Kepolisian Nepal menyebut lebih dari 100 orang, termasuk 28 anggota polisi, sedang dirawat di rumah sakit akibat bentrokan.
Shekhar Khanal, pejabat kepolisian, mengatakan sejumlah pengunjuk rasa membawa korban luka ke rumah sakit dengan menggunakan sepeda motor.
Muktiram Rijal, juru bicara kantor distrik Kathmandu, menambahkan bahwa polisi mendapat perintah menggunakan meriam air, tongkat, hingga peluru karet.
Tentara juga dikerahkan untuk memperkuat pengamanan di sekitar parlemen.
Dua Korban Tewas dalam Demo Nepal di Itahari
Selain di ibu kota Kathmandu, aksi serupa terjadi di sejumlah kota lain seperti Biratnagar, Bharatpur, dan Pokhara.
Di Itahari, bagian timur Nepal, bentrokan berujung maut hingga menewaskan dua orang, menurut keterangan polisi.
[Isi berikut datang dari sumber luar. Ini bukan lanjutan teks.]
//! Event envelopes exchanged over the real-time channel.
//!
//! Every frame is a UTF-8 JSON object `{"type": "<kind>", "payload": {..}}`.
//! Inbound frames decode into [`ServerEvent`], outbound frames are built from
//! [`ClientCommand`]. Both are adjacently tagged so the envelope shape falls
//! out of serde directly.

use std::fmt;

use serde::{Deserialize, Serialize};

use crate::model::{
    Board, Column, ColumnId, ColumnPatch, Notification, Task, TaskId, TaskPatch, User, UserId,
};

/// Every event type known to the protocol, in either direction.
#[derive(Debug, Clone, Copy, PartialEq, Eq, Hash)]
pub enum EventType {
    /// Full board snapshot.
    BoardSync,
    /// A task was created.
    TaskCreated,
    /// A task's content changed.
    TaskUpdated,
    /// A task changed column and/or position.
    TaskMoved,
    /// A task was deleted.
    TaskDeleted,
    /// A column was created.
    ColumnCreated,
    /// A column's display fields changed.
    ColumnUpdated,
    /// A column changed position.
    ColumnMoved,
    /// A column was deleted.
    ColumnDeleted,
    /// A user opened the board.
    PresenceJoined,
    /// A user left the board.
    PresenceLeft,
    /// Cursor positions of other users.
    PresenceCursors,
    /// A notification for the current user.
    NotificationPush,
    /// Server-side error report.
    Error,
    /// Request to create a task.
    TaskCreate,
    /// Request to update a task.
    TaskUpdate,
    /// Request to move a task.
    TaskMove,
    /// Request to delete a task.
    TaskDelete,
    /// Request to create a column.
    ColumnCreate,
    /// Request to update a column.
    ColumnUpdate,
    /// Request to move a column.
    ColumnMove,
    /// Request to delete a column.
    ColumnDelete,
    /// Local cursor position.
    PresenceCursor,
}

impl EventType {
    /// All variants, inbound first.
    pub const ALL: [Self; 23] = [
        Self::BoardSync,
        Self::TaskCreated,
        Self::TaskUpdated,
        Self::TaskMoved,
        Self::TaskDeleted,
        Self::ColumnCreated,
        Self::ColumnUpdated,
        Self::ColumnMoved,
        Self::ColumnDeleted,
        Self::PresenceJoined,
        Self::PresenceLeft,
        Self::PresenceCursors,
        Self::NotificationPush,
        Self::Error,
        Self::TaskCreate,
        Self::TaskUpdate,
        Self::TaskMove,
        Self::TaskDelete,
        Self::ColumnCreate,
        Self::ColumnUpdate,
        Self::ColumnMove,
        Self::ColumnDelete,
        Self::PresenceCursor,
    ];

    /// The `type` string used on the wire.
    #[must_use]
    pub const fn as_str(self) -> &'static str {
        match self {
            Self::BoardSync => "board.sync",
            Self::TaskCreated => "task.created",
            Self::TaskUpdated => "task.updated",
            Self::TaskMoved => "task.moved",
            Self::TaskDeleted => "task.deleted",
            Self::ColumnCreated => "column.created",
            Self::ColumnUpdated => "column.updated",
            Self::ColumnMoved => "column.moved",
            Self::ColumnDeleted => "column.deleted",
            Self::PresenceJoined => "presence.joined",
            Self::PresenceLeft => "presence.left",
            Self::PresenceCursors => "presence.cursors",
            Self::NotificationPush => "notification.push",
            Self::Error => "error",
            Self::TaskCreate => "task.create",
            Self::TaskUpdate => "task.update",
            Self::TaskMove => "task.move",
            Self::TaskDelete => "task.delete",
            Self::ColumnCreate => "column.create",
            Self::ColumnUpdate => "column.update",
            Self::ColumnMove => "column.move",
            Self::ColumnDelete => "column.delete",
            Self::PresenceCursor => "presence.cursor",
        }
    }

    /// Parses a wire `type` string.
    #[must_use]
    pub fn parse(s: &str) -> Option<Self> {
        Self::ALL.into_iter().find(|t| t.as_str() == s)
    }

    /// Returns `true` for types the server sends to clients.
    #[must_use]
    pub const fn is_inbound(self) -> bool {
        matches!(
            self,
            Self::BoardSync
                | Self::TaskCreated
                | Self::TaskUpdated
                | Self::TaskMoved
                | Self::TaskDeleted
                | Self::ColumnCreated
                | Self::ColumnUpdated
                | Self::ColumnMoved
                | Self::ColumnDeleted
                | Self::PresenceJoined
                | Self::PresenceLeft
                | Self::PresenceCursors
                | Self::NotificationPush
                | Self::Error
        )
    }
}

impl fmt::Display for EventType {
    fn fmt(&self, f: &mut fmt::Formatter<'_>) -> fmt::Result {
        f.write_str(self.as_str())
    }
}

/// A remote cursor, as carried by `presence.cursors`.
#[derive(Debug, Clone, PartialEq, Serialize, Deserialize)]
pub struct Cursor {
    /// Cursor owner.
    pub user_id: UserId,
    /// Horizontal coordinate.
    pub x: f64,
    /// Vertical coordinate.
    pub y: f64,
}

/// Events pushed by the server.
#[derive(Debug, Clone, PartialEq, Serialize, Deserialize)]
#[serde(tag = "type", content = "payload")]
pub enum ServerEvent {
    /// Authoritative full snapshot; replaces local state wholesale.
    #[serde(rename = "board.sync")]
    BoardSync {
        /// The board with nested columns and tasks.
        board: Board,
    },
    /// A task was created.
    #[serde(rename = "task.created")]
    TaskCreated {
        /// The new task, carrying its column and position.
        task: Task,
        /// Originating user.
        user_id: UserId,
    },
    /// A task's content fields changed.
    #[serde(rename = "task.updated")]
    TaskUpdated {
        /// The task after the update.
        task: Task,
        /// Originating user.
        user_id: UserId,
    },
    /// A task moved; `task` carries the destination column and position.
    #[serde(rename = "task.moved")]
    TaskMoved {
        /// The task after the move.
        task: Task,
        /// Column the task left.
        from_column_id: ColumnId,
        /// Originating user.
        user_id: UserId,
    },
    /// A task was deleted.
    #[serde(rename = "task.deleted")]
    TaskDeleted {
        /// Deleted task.
        task_id: TaskId,
        /// Originating user.
        user_id: UserId,
    },
    /// A column was created.
    #[serde(rename = "column.created")]
    ColumnCreated {
        /// The new column.
        column: Column,
        /// Originating user.
        user_id: UserId,
    },
    /// A column's display fields changed.
    #[serde(rename = "column.updated")]
    ColumnUpdated {
        /// The column after the update.
        column: Column,
        /// Originating user.
        user_id: UserId,
    },
    /// A column moved; `column.position` is the new position.
    #[serde(rename = "column.moved")]
    ColumnMoved {
        /// The column after the move.
        column: Column,
        /// Originating user.
        user_id: UserId,
    },
    /// A column was deleted along with its tasks.
    #[serde(rename = "column.deleted")]
    ColumnDeleted {
        /// Deleted column.
        column_id: ColumnId,
        /// Originating user.
        user_id: UserId,
    },
    /// A user opened the board.
    #[serde(rename = "presence.joined")]
    PresenceJoined {
        /// The user who joined.
        user: User,
    },
    /// A user left the board.
    #[serde(rename = "presence.left")]
    PresenceLeft {
        /// The user who left.
        user_id: UserId,
    },
    /// Cursor positions of other users.
    #[serde(rename = "presence.cursors")]
    PresenceCursors {
        /// One entry per moved cursor.
        cursors: Vec<Cursor>,
    },
    /// A notification addressed to the current user.
    #[serde(rename = "notification.push")]
    NotificationPush {
        /// The notification.
        notification: Notification,
    },
    /// The server rejected something or hit an internal error.
    #[serde(rename = "error")]
    Error {
        /// Machine-readable code.
        code: String,
        /// Human-readable message.
        message: String,
    },
}

impl ServerEvent {
    /// The event's wire type.
    #[must_use]
    pub const fn event_type(&self) -> EventType {
        match self {
            Self::BoardSync { .. } => EventType::BoardSync,
            Self::TaskCreated { .. } => EventType::TaskCreated,
            Self::TaskUpdated { .. } => EventType::TaskUpdated,
            Self::TaskMoved { .. } => EventType::TaskMoved,
            Self::TaskDeleted { .. } => EventType::TaskDeleted,
            Self::ColumnCreated { .. } => EventType::ColumnCreated,
            Self::ColumnUpdated { .. } => EventType::ColumnUpdated,
            Self::ColumnMoved { .. } => EventType::ColumnMoved,
            Self::ColumnDeleted { .. } => EventType::ColumnDeleted,
            Self::PresenceJoined { .. } => EventType::PresenceJoined,
            Self::PresenceLeft { .. } => EventType::PresenceLeft,
            Self::PresenceCursors { .. } => EventType::PresenceCursors,
            Self::NotificationPush { .. } => EventType::NotificationPush,
            Self::Error { .. } => EventType::Error,
        }
    }

    /// The user whose action produced this event, for mutation events.
    #[must_use]
    pub const fn origin(&self) -> Option<&UserId> {
        match self {
            Self::TaskCreated { user_id, .. }
            | Self::TaskUpdated { user_id, .. }
            | Self::TaskMoved { user_id, .. }
            | Self::TaskDeleted { user_id, .. }
            | Self::ColumnCreated { user_id, .. }
            | Self::ColumnUpdated { user_id, .. }
            | Self::ColumnMoved { user_id, .. }
            | Self::ColumnDeleted { user_id, .. } => Some(user_id),
            _ => None,
        }
    }
}

/// Commands a client sends to the server.
#[derive(Debug, Clone, PartialEq, Serialize, Deserialize)]
#[serde(tag = "type", content = "payload")]
pub enum ClientCommand {
    /// Create a task at the end of a column.
    #[serde(rename = "task.create")]
    TaskCreate {
        /// Target column.
        column_id: ColumnId,
        /// Title.
        title: String,
        /// Optional description.
        #[serde(default, skip_serializing_if = "Option::is_none")]
        description: Option<String>,
    },
    /// Update a task's content.
    #[serde(rename = "task.update")]
    TaskUpdate {
        /// Task to update.
        task_id: TaskId,
        /// Fields to change.
        changes: TaskPatch,
    },
    /// Move a task.
    #[serde(rename = "task.move")]
    TaskMove {
        /// Task to move.
        task_id: TaskId,
        /// Destination column.
        column_id: ColumnId,
        /// Destination position (clamped by the receiver).
        position: u32,
    },
    /// Delete a task.
    #[serde(rename = "task.delete")]
    TaskDelete {
        /// Task to delete.
        task_id: TaskId,
    },
    /// Create a column.
    #[serde(rename = "column.create")]
    ColumnCreate {
        /// Display name.
        name: String,
        /// Desired position.
        position: u32,
        /// Optional color.
        #[serde(default, skip_serializing_if = "Option::is_none")]
        color: Option<String>,
    },
    /// Update a column's display fields.
    #[serde(rename = "column.update")]
    ColumnUpdate {
        /// Column to update.
        column_id: ColumnId,
        /// Fields to change.
        changes: ColumnPatch,
    },
    /// Move a column.
    #[serde(rename = "column.move")]
    ColumnMove {
        /// Column to move.
        column_id: ColumnId,
        /// Destination position (clamped by the receiver).
        position: u32,
    },
    /// Delete a column.
    #[serde(rename = "column.delete")]
    ColumnDelete {
        /// Column to delete.
        column_id: ColumnId,
    },
    /// Local cursor position.
    #[serde(rename = "presence.cursor")]
    PresenceCursor {
        /// Horizontal coordinate.
        x: f64,
        /// Vertical coordinate.
        y: f64,
    },
}

impl ClientCommand {
    /// The command's wire type.
    #[must_use]
    pub const fn event_type(&self) -> EventType {
        match self {
            Self::TaskCreate { .. } => EventType::TaskCreate,
            Self::TaskUpdate { .. } => EventType::TaskUpdate,
            Self::TaskMove { .. } => EventType::TaskMove,
            Self::TaskDelete { .. } => EventType::TaskDelete,
            Self::ColumnCreate { .. } => EventType::ColumnCreate,
            Self::ColumnUpdate { .. } => EventType::ColumnUpdate,
            Self::ColumnMove { .. } => EventType::ColumnMove,
            Self::ColumnDelete { .. } => EventType::ColumnDelete,
            Self::PresenceCursor { .. } => EventType::PresenceCursor,
        }
    }
}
Menteri Dalam Negeri Nepal Mundur
Kekerasan yang menelan banyak korban ini mendorong Menteri Dalam Negeri Ramesh Lekhak mengundurkan diri. Ia menyatakan mundur sebagai bentuk “tanggung jawab moral” atas peristiwa tersebut, kata seorang menteri lain yang enggan disebutkan namanya kepada Reuters.
Sementara itu, Perdana Menteri K.P. Sharma Oli segera menggelar rapat kabinet darurat membahas situasi terkini.
Human Rights Watch: Jangan Hanya Melihat dari Perspektif Keamanan
Organisasi internasional Human Rights Watch menilai pemerintah Nepal seharusnya tidak memandang aksi ini semata dari sisi keamanan.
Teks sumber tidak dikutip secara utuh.